And then summer came along, and with it the sacré readjustment to full-time parenting (something that I still have a hard time carrying around with any real sense of normality), and all the roller-coaster mood swings that go along with the harvest, the farm-widowhood, and all the regular crap I bitch and moan about. It felt old. I'm rather tired of feeling old.

Especially when my students put my age at 53, bless them, the little shits.

The beginning of the school year brought along more crap, with rearrangements and last-minute changes that sent me for more loops than I care to remember. It took me a while to recover from that, especially as I didn't feel connected with my normal mood-ventilating and dirty laundry airing technique—The Blog. And the student factor still had me reeling a bit. And the future was still unsure. So the absence continued.

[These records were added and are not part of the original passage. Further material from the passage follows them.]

//! Role checks for mutating operations.
//!
//! All identity comparison happens here. The oracle is a single configured
//! identity; there is no threshold or multi-party reporting. The custody
//! account only ever holds escrow and never takes part in a pot.

use std::fmt;

use serde::{Deserialize, Serialize};

use crate::error::{MarketError, Result};
use crate::pot::Pot;
use crate::types::AccountId;

/// A role a caller may hold relative to a pot.
#[derive(Debug, Clone, Copy, PartialEq, Eq, Hash, Serialize, Deserialize)]
#[serde(rename_all = "snake_case")]
pub enum Role {
    /// The configured outcome reporter.
    Oracle,
    /// The account that funded the pot.
    Creator,
    /// Anyone other than the creator.
    Hunter,
}

impl fmt::Display for Role {
    fn fmt(&self, f: &mut fmt::Formatter<'_>) -> fmt::Result {
        let name = match self {
            Role::Oracle => "oracle",
            Role::Creator => "creator",
            Role::Hunter => "hunter",
        };
        f.write_str(name)
    }
}

/// Resolves caller identities against roles.
#[derive(Debug, Clone)]
pub struct AccessControl {
    oracle: AccountId,
    custody: AccountId,
}

impl AccessControl {
    /// Create access control for the given oracle and custody identities.
    pub fn new(oracle: AccountId, custody: AccountId) -> Self {
        Self { oracle, custody }
    }

    /// The configured oracle.
    pub fn oracle(&self) -> &AccountId {
        &self.oracle
    }

    /// Whether `caller` holds `role`. Pot-relative roles need the pot.
    pub fn holds(&self, caller: &AccountId, role: Role, pot: Option<&Pot>) -> bool {
        match role {
            Role::Oracle => *caller == self.oracle,
            Role::Creator => pot.is_some_and(|p| *caller == p.creator),
            Role::Hunter => pot.is_some_and(|p| *caller != p.creator && *caller != self.custody),
        }
    }

    /// Require the oracle role.
    pub fn require_oracle(&self, caller: &AccountId) -> Result<()> {
        if self.holds(caller, Role::Oracle, None) {
            Ok(())
        } else {
            Err(MarketError::Unauthorized {
                caller: caller.clone(),
                required: Role::Oracle,
            })
        }
    }

    /// Require the creator role on `pot`.
    pub fn require_creator(&self, caller: &AccountId, pot: &Pot) -> Result<()> {
        if self.holds(caller, Role::Creator, Some(pot)) {
            Ok(())
        } else {
            Err(MarketError::Unauthorized {
                caller: caller.clone(),
                required: Role::Creator,
            })
        }
    }

    /// Require the hunter role on `pot`. The creator gets its own error.
    pub fn require_hunter(&self, caller: &AccountId, pot: &Pot) -> Result<()> {
        if *caller == pot.creator {
            return Err(MarketError::CreatorCannotAttempt { pot_id: pot.id });
        }
        self.require_participant(caller, Role::Hunter)
    }

    /// Reject the custody account acting as `role`. Its transfers into
    /// custody would be self-transfers that move nothing.
    pub fn require_participant(&self, caller: &AccountId, role: Role) -> Result<()> {
        if *caller == self.custody {
            return Err(MarketError::Unauthorized {
                caller: caller.clone(),
                required: role,
            });
        }
        Ok(())
    }
}

#[cfg(test)]
mod tests {
    use super::*;
    use crate::types::AssetType;

    fn pot_by(creator: &str) -> Pot {
        Pot {
            id: 4,
            creator: AccountId::new(creator),
            total_value: 10,
            fee: 1,
            created_at: 0,
            expires_at: 100,
            is_active: true,
            attempts_count: 0,
            unique_tag: "tag".to_string(),
            asset_type: AssetType::new("APT"),
        }
    }

    fn access() -> AccessControl {
        AccessControl::new(AccountId::new("oracle"), AccountId::new("custody"))
    }

    #[test]
    fn test_oracle_check() {
        let access = access();
        assert!(access.require_oracle(&AccountId::new("oracle")).is_ok());

        let err = access.require_oracle(&AccountId::new("eve")).unwrap_err();
        assert_eq!(
            err,
            MarketError::Unauthorized {
                caller: AccountId::new("eve"),
                required: Role::Oracle,
            }
        );
    }

    #[test]
    fn test_creator_and_hunter_are_exclusive() {
        let access = access();
        let pot = pot_by("alice");
        let alice = AccountId::new("alice");
        let bob = AccountId::new("bob");

        assert!(access.require_creator(&alice, &pot).is_ok());
        assert!(access.require_creator(&bob, &pot).is_err());
        assert!(access.require_hunter(&bob, &pot).is_ok());
        assert_eq!(
            access.require_hunter(&alice, &pot),
            Err(MarketError::CreatorCannotAttempt { pot_id: 4 })
        );
    }

    #[test]
    fn test_pot_roles_need_a_pot() {
        let access = access();
        assert!(!access.holds(&AccountId::new("alice"), Role::Creator, None));
        assert!(!access.holds(&AccountId::new("alice"), Role::Hunter, None));
    }

    #[test]
    fn test_oracle_can_also_create() {
        let access = access();
        let pot = pot_by("oracle");
        let oracle = AccountId::new("oracle");
        assert!(access.holds(&oracle, Role::Oracle, Some(&pot)));
        assert!(access.holds(&oracle, Role::Creator, Some(&pot)));
    }

    #[test]
    fn test_custody_cannot_participate() {
        let access = access();
        let custody = AccountId::new("custody");
        let pot = pot_by("alice");

        assert!(!access.holds(&custody, Role::Hunter, Some(&pot)));
        assert_eq!(
            access.require_hunter(&custody, &pot),
            Err(MarketError::Unauthorized {
                caller: custody.clone(),
                required: Role::Hunter,
            })
        );
        assert_eq!(
            access.require_participant(&custody, Role::Creator),
            Err(MarketError::Unauthorized {
                caller: custody,
                required: Role::Creator,
            })
        );
        assert!(access
            .require_participant(&AccountId::new("oracle"), Role::Hunter)
            .is_ok());
    }
}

But now, finally, maybe, I think I might be hitting my groove. That, and it's that time of year when I need to air all the dirty laundry before the sheer reek of it overwhelms me—Christmas. But more on that in a bit. Let's get through the news:

For the family, particularly my sister-in-law who spent the entire Thanksgiving phone conversation SCREAMING at me that I needed to blog because she has no idea what's going on over here anymore and how very dare I leave her in the dark like that: We're fine! The kids are great, and beautiful, and healthy and all is very well in that department. Here, you can even have a crappy photo of the three of them, the little wild monkeys, in all their wild monkey glory.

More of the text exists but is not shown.